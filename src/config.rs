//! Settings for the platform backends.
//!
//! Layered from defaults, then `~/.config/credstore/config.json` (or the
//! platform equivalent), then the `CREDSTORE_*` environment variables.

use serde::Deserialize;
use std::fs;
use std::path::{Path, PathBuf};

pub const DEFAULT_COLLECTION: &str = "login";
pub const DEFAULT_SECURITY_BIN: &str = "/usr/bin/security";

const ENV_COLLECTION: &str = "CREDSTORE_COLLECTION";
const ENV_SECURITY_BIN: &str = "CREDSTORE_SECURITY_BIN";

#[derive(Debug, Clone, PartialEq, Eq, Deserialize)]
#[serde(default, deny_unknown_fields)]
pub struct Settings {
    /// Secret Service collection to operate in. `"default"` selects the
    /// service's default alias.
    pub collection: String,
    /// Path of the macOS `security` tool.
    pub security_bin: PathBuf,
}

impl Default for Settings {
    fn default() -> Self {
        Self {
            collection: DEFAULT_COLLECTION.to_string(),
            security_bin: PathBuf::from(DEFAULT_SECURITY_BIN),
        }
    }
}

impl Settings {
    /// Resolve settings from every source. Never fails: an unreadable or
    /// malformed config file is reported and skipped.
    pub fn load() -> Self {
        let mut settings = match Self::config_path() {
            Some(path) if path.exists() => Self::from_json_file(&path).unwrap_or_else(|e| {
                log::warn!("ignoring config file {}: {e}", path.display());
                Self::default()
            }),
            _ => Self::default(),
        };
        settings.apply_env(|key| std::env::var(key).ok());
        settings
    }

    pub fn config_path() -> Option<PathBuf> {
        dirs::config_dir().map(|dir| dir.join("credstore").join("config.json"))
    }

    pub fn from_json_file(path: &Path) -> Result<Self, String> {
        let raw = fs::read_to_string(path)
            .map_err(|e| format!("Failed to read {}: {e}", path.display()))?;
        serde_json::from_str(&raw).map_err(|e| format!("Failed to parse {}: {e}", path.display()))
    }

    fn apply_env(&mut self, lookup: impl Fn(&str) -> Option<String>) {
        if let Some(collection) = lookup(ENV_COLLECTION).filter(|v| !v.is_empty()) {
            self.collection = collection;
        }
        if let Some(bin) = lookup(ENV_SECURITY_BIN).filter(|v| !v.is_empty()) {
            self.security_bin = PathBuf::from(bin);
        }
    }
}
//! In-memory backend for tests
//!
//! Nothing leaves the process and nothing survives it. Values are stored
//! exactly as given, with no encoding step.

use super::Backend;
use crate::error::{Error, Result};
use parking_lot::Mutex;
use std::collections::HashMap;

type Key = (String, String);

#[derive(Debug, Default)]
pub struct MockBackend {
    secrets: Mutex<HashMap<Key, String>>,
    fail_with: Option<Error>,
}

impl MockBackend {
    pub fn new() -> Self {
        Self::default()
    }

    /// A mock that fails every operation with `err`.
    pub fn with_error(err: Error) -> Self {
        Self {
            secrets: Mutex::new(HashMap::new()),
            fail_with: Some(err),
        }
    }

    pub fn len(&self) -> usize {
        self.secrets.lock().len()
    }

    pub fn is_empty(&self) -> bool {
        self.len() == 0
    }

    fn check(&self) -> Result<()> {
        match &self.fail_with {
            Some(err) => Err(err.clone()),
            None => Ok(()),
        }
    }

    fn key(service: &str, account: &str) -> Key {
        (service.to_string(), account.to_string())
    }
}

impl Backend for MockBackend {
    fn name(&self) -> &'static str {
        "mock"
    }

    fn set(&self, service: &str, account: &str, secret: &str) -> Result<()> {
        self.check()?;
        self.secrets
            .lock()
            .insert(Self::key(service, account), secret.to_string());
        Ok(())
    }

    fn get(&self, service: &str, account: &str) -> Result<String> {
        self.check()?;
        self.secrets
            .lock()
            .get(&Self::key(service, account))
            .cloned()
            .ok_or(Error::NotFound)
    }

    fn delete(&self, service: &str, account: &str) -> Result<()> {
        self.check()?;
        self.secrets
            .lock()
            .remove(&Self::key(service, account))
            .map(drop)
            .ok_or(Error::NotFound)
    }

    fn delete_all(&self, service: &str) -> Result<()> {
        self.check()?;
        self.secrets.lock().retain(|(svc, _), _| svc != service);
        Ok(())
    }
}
--- --- ---
[ABOUT THIS EXERCISE]: All of the entries above are to be printed again exactly.

[RESULT]:
filename src/config.rs
//! Settings for the platform backends.
//!
//! Layered from defaults, then `~/.config/credstore/config.json` (or the
//! platform equivalent), then the `CREDSTORE_*` environment variables.

use serde::Deserialize;
use std::fs;
use std::path::{Path, PathBuf};

pub const DEFAULT_COLLECTION: &str = "login";
pub const DEFAULT_SECURITY_BIN: &str = "/usr/bin/security";

const ENV_COLLECTION: &str = "CREDSTORE_COLLECTION";
const ENV_SECURITY_BIN: &str = "CREDSTORE_SECURITY_BIN";

#[derive(Debug, Clone, PartialEq, Eq, Deserialize)]
#[serde(default, deny_unknown_fields)]
pub struct Settings {
    /// Secret Service collection to operate in. `"default"` selects the
    /// service's default alias.
    pub collection: String,
    /// Path of the macOS `security` tool.
    pub security_bin: PathBuf,
}

impl Default for Settings {
    fn default() -> Self {
        Self {
            collection: DEFAULT_COLLECTION.to_string(),
            security_bin: PathBuf::from(DEFAULT_SECURITY_BIN),
        }
    }
}

impl Settings {
    /// Resolve settings from every source. Never fails: an unreadable or
    /// malformed config file is reported and skipped.
    pub fn load() -> Self {
        let mut settings = match Self::config_path() {
            Some(path) if path.exists() => Self::from_json_file(&path).unwrap_or_else(|e| {
                log::warn!("ignoring config file {}: {e}", path.display());
                Self::default()
            }),
            _ => Self::default(),
        };
        settings.apply_env(|key| std::env::var(key).ok());
        settings
    }

    pub fn config_path() -> Option<PathBuf> {
        dirs::config_dir().map(|dir| dir.join("credstore").join("config.json"))
    }

    pub fn from_json_file(path: &Path) -> Result<Self, String> {
        let raw = fs::read_to_string(path)
            .map_err(|e| format!("Failed to read {}: {e}", path.display()))?;
        serde_json::from_str(&raw).map_err(|e| format!("Failed to parse {}: {e}", path.display()))
    }

    fn apply_env(&mut self, lookup: impl Fn(&str) -> Option<String>) {
        if let Some(collection) = lookup(ENV_COLLECTION).filter(|v| !v.is_empty()) {
            self.collection = collection;
        }
        if let Some(bin) = lookup(ENV_SECURITY_BIN).filter(|v| !v.is_empty()) {
            self.security_bin = PathBuf::from(bin);
        }
    }
}
//! In-memory backend for tests
//!
//! Nothing leaves the process and nothing survives it. Values are stored
//! exactly as given, with no encoding step.

use super::Backend;
use crate::error::{Error, Result};
use parking_lot::Mutex;
use std::collections::HashMap;

type Key = (String, String);

#[derive(Debug, Default)]
pub struct MockBackend {
    secrets: Mutex<HashMap<Key, String>>,
    fail_with: Option<Error>,
}

impl MockBackend {
    pub fn new() -> Self {
        Self::default()
    }

    /// A mock that fails every operation with `err`.
    pub fn with_error(err: Error) -> Self {
        Self {
            secrets: Mutex::new(HashMap::new()),
            fail_with: Some(err),
        }
    }

    pub fn len(&self) -> usize {
        self.secrets.lock().len()
    }

    pub fn is_empty(&self) -> bool {
        self.len() == 0
    }

    fn check(&self) -> Result<()> {
        match &self.fail_with {
            Some(err) => Err(err.clone()),
            None => Ok(()),
        }
    }

    fn key(service: &str, account: &str) -> Key {
        (service.to_string(), account.to_string())
    }
}

impl Backend for MockBackend {
    fn name(&self) -> &'static str {
        "mock"
    }

    fn set(&self, service: &str, account: &str, secret: &str) -> Result<()> {
        self.check()?;
        self.secrets
            .lock()
            .insert(Self::key(service, account), secret.to_string());
        Ok(())
    }

    fn get(&self, service: &str, account: &str) -> Result<String> {
        self.check()?;
        self.secrets
            .lock()
            .get(&Self::key(service, account))
            .cloned()
            .ok_or(Error::NotFound)
    }

    fn delete(&self, service: &str, account: &str) -> Result<()> {
        self.check()?;
        self.secrets
            .lock()
            .remove(&Self::key(service, account))
            .map(drop)
            .ok_or(Error::NotFound)
    }

    fn delete_all(&self, service: &str) -> Result<()> {
        self.check()?;
        self.secrets.lock().retain(|(svc, _), _| svc != service);
        Ok(())
    }
}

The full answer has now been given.